Shirley Erena Murray’s hymn, “For everyone born, a place at the table”,[1] is one of these. We sing it with gusto or, at any rate, the Presbyterian equivalent of gusto, once we get our heads around the unexpected gap before the last phrase.
Hymns are dangerous things. They get into our bloodstream. They preach a better sermon than any I, or any other minister, can preach. But even when we like them, they may give us pause.
The table Murray is talking of is, first, the human table – the table of the family or the community. It is, second, the communion table, the table of the Lord’s Supper. And it is, finally, the table of the banquet in the kingdom of God.
At all of these tables, Murray claims, everyone has a place. Really? Literally everyone, from the orange nightmare in the White House to the annoying member in the next pew?

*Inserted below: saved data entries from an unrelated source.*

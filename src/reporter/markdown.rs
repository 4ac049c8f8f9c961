use crate::parser::OptimizerInput;
use crate::types::{CourseId, SolveResult};
use crate::validator::ValidationReport;
use std::collections::HashMap;

/// Generate a markdown report of the solve result.
pub fn generate_markdown_report(result: &SolveResult, input: &OptimizerInput, validation: &ValidationReport) -> String {
    let mut lines = vec![
        "# Timetable Report".to_string(),
        String::new(),
        format!("Runtime: {:.3}s", result.performance_metrics.runtime_seconds),
        String::new(),
    ];

    lines.push("## Summary\n".to_string());
    lines.push("| Metric | Value |".to_string());
    lines.push("|--------|-------|".to_string());
    lines.push(format!("| Requested courses | {} |", result.performance_metrics.requested_courses));
    lines.push(format!("| Assigned courses | {} |", result.performance_metrics.assigned_courses));
    lines.push(format!("| Unassigned | {} |", result.quality_metrics.unassigned_count));
    lines.push(format!("| Fill rate | {:.1}% |", result.performance_metrics.fill_rate * 100.0));
    lines.push(format!("| Balance score | {:.1}/100 |", result.quality_metrics.balance_score));
    lines.push(format!("| Overloaded (cohort, day) pairs | {} |", result.quality_metrics.daily_overload_count));
    lines.push(format!("| Timeslot utilization | {:.1}% |", result.quality_metrics.timeslot_utilization * 100.0));
    lines.push(String::new());

    if validation.is_valid {
        lines.push("## Validation: PASSED\n".to_string());
    } else {
        lines.push("## Validation: FAILED\n".to_string());
        for violation in &validation.violations {
            lines.push(format!("- **{}**: {}", violation.constraint, violation.message));
        }
        lines.push(String::new());
    }

    lines.push("## Course Assignments\n".to_string());

    let mut by_course: HashMap<&CourseId, Vec<&crate::types::AssignmentResult>> = HashMap::new();
    for a in &result.assignments {
        by_course.entry(&a.course_id).or_default().push(a);
    }

    let mut course_ids: Vec<&CourseId> = input.courses.iter().map(|c| &c.course_id).collect();
    course_ids.sort();

    for course_id in course_ids {
        let Some(assignments) = by_course.get(course_id) else { continue };
        lines.push(format!("### {}\n", course_id));
        lines.push("| Room | Timeslot | Offset | Duration |".to_string());
        lines.push("|------|----------|--------|----------|".to_string());
        for a in assignments {
            lines.push(format!("| {} | {} | {} | {} |", a.room_id, a.timeslot_id, a.start_offset_minutes, a.duration_minutes));
        }
        lines.push(String::new());
    }

    if !result.unassigned.is_empty() {
        lines.push("## Unassigned\n".to_string());
        lines.push("| Course | Minutes | Cause |".to_string());
        lines.push("|--------|---------|-------|".to_string());
        for (course_id, minutes) in &result.unassigned {
            let cause = result.diagnostics.unassigned_causes.get(course_id).map(|s| s.as_str()).unwrap_or("unknown");
            lines.push(format!("| {} | {} | {} |", course_id, minutes, cause));
        }
    }

    lines.join("\n")
}

#[cfg(test)]
mod tests {
    use super::*;
    use crate::types::{
        AssignmentResult, Constraints, CourseId, CourseInput, OptimizationDiagnostics, PerformanceMetrics,
        ProgramSemesterId, RoomId, RoomInput, RunConfig, ScheduleQualityMetrics, TimeslotId, TimeslotInput,
    };
    use crate::validator::{Severity, Violation};

    /// A fixed, fully-deterministic result/input pair so the rendered report
    /// is stable across runs - runtime and balance figures are hand-picked,
    /// not measured.
    fn fixture() -> (SolveResult, OptimizerInput, ValidationReport) {
        let input = OptimizerInput {
            courses: vec![CourseInput {
                course_id: CourseId("c1".into()),
                teacher_id: Some(crate::types::TeacherId("t1".into())),
                weekly_hours: 1,
                program_semester_id: Some(ProgramSemesterId("p1".into())),
            }],
            rooms: vec![RoomInput::new(RoomId("r1".into()), 30)],
            timeslots: vec![TimeslotInput { timeslot_id: TimeslotId("s1".into()), day: 0, block: 0, start_minutes: 480, duration_minutes: 60 }],
            constraints: Constraints::default(),
            run_config: RunConfig::default(),
        };

        let result = SolveResult {
            assignments: vec![AssignmentResult {
                course_id: CourseId("c1".into()),
                room_id: RoomId("r1".into()),
                timeslot_id: TimeslotId("s1".into()),
                start_offset_minutes: 0,
                duration_minutes: 60,
            }],
            unassigned: Default::default(),
            quality_metrics: ScheduleQualityMetrics {
                total_assigned: 60,
                total_unassigned: 0,
                unassigned_count: 0,
                balance_score: 100.0,
                daily_overload_count: 0,
                avg_daily_load_hours: 1.0,
                max_daily_load_hours: 1.0,
                timeslot_utilization: 1.0,
            },
            performance_metrics: PerformanceMetrics {
                runtime_seconds: 0.042,
                requested_courses: 1,
                assigned_courses: 1,
                requested_minutes: 60,
                assigned_minutes: 60,
                fill_rate: 1.0,
            },
            diagnostics: OptimizationDiagnostics::default(),
        };

        let validation = ValidationReport { is_valid: true, violations: Vec::new() };
        (result, input, validation)
    }

    #[test]
    fn markdown_report_renders_summary_table_and_assignment_row() {
        let (result, input, validation) = fixture();
        let report = generate_markdown_report(&result, &input, &validation);
        assert!(report.contains("# Timetable Report"));
        assert!(report.contains("## Validation: PASSED"));
        assert!(report.contains("| Fill rate | 100.0% |"));
        assert!(report.contains("### c1"));
        assert!(report.contains("| r1 | s1 | 0 | 60 |"));
    }

    #[test]
    fn markdown_report_lists_violations_when_invalid() {
        let (result, input, mut validation) = fixture();
        validation.is_valid = false;
        validation.violations.push(Violation {
            constraint: "teacher_availability".into(),
            message: "t1 assigned outside availability window".into(),
            severity: Severity::Error,
        });
        let report = generate_markdown_report(&result, &input, &validation);
        assert!(report.contains("## Validation: FAILED"));
        assert!(report.contains("teacher_availability"));
    }
}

But Murray doubles down on her claim:
For just and unjust, a place at the table,
abuser, abused, with need to forgive,
in anger, in hurt, a mindset of mercy,
for just and unjust, a new way to live.
This is a challenging idea. We find it difficult to accept the idea that those who hurt and those who have been hurt may sit together at a common table. But this, says Murray, is what salvation is like.

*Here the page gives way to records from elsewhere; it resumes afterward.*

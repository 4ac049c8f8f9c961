use serde::{Deserialize, Serialize};

/// Ambient run-time tuning, loaded from an optional `config.toml` the same
/// way the constraint set is - every field defaults when the file is absent.
#[derive(Debug, Clone, PartialEq, Serialize, Deserialize)]
pub struct RunConfig {
    #[serde(default = "default_grasp_iterations")]
    pub grasp_iterations: u32,
    #[serde(default = "default_genetic_population")]
    pub genetic_population: usize,
    #[serde(default = "default_genetic_generations")]
    pub genetic_generations: u32,
    #[serde(default = "default_cp_candidate_cap")]
    pub cp_candidate_cap: usize,
    #[serde(default = "default_cp_time_budget_seconds")]
    pub cp_time_budget_seconds: u64,
    /// RNG seed; when absent it is derived deterministically from input sizes (§5).
    #[serde(default)]
    pub rng_seed: Option<u64>,
}

fn default_grasp_iterations() -> u32 {
    6
}

fn default_genetic_population() -> usize {
    8
}

fn default_genetic_generations() -> u32 {
    6
}

fn default_cp_candidate_cap() -> usize {
    5
}

fn default_cp_time_budget_seconds() -> u64 {
    5
}

impl Default for RunConfig {
    fn default() -> Self {
        Self {
            grasp_iterations: default_grasp_iterations(),
            genetic_population: default_genetic_population(),
            genetic_generations: default_genetic_generations(),
            cp_candidate_cap: default_cp_candidate_cap(),
            cp_time_budget_seconds: default_cp_time_budget_seconds(),
            rng_seed: None,
        }
    }
}

/// Derive a reproducible seed from input sizes when the caller doesn't pin one.
pub fn derive_seed(course_count: usize, timeslot_count: usize, room_count: usize) -> u64 {
    (course_count as u64) * 1_000_003 + (timeslot_count as u64) * 97 + (room_count as u64) * 17
}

She is thinking in the first place in personal and family terms: the wife or husband abused by their partner, the child abused by a parent, a relative, or a family friend. But her hymns always include both personal and political, and we can easily zoom out from the intimate family to all the families of the earth.
After bombing Gaza to bits for over a year, Benjamin Netanyahu is now bombing it to bits again.[2] For four weeks, he has steadfastly refused to allow food or any other form of aid to enter Gaza.[3] Children there are so hungry, they are drawing pictures of food in the sand.[4]
When the Methodist Church of Great Britain revised its hymnbook in 2011, it refused to include this hymn. It felt that it could prove difficult and extremely hurtful to anyone who had been in a situation of abuse.[5] And I don’t imagine that many in the tiny Christian community in Gaza are singing Murray’s hymn right now, with gusto or otherwise.
*
To them, and to all of us who are challenged as well as attracted by the idea of a new creation, a new way to live, Jesus tells the story of the man who had two sons.
They are both his sons, in different ways they are both lost, but he refuses to give up on either of them. He refuses to let either of them go.
The younger son is a rascal, a rapscallion, and a reprobate. The elder son is upright and dutiful but, as we learn, not without his faults.
The younger son asks for and is given his share of the father’s wealth and takes off. From then on, it’s Snakes and Ladders. He slides down a series of very long snakes until he ends at the very bottom: reduced to looking after another man’s pigs – a terrible thing for any Jew – reduced to coveting the food the pigs eat – a terrible thing for any human being.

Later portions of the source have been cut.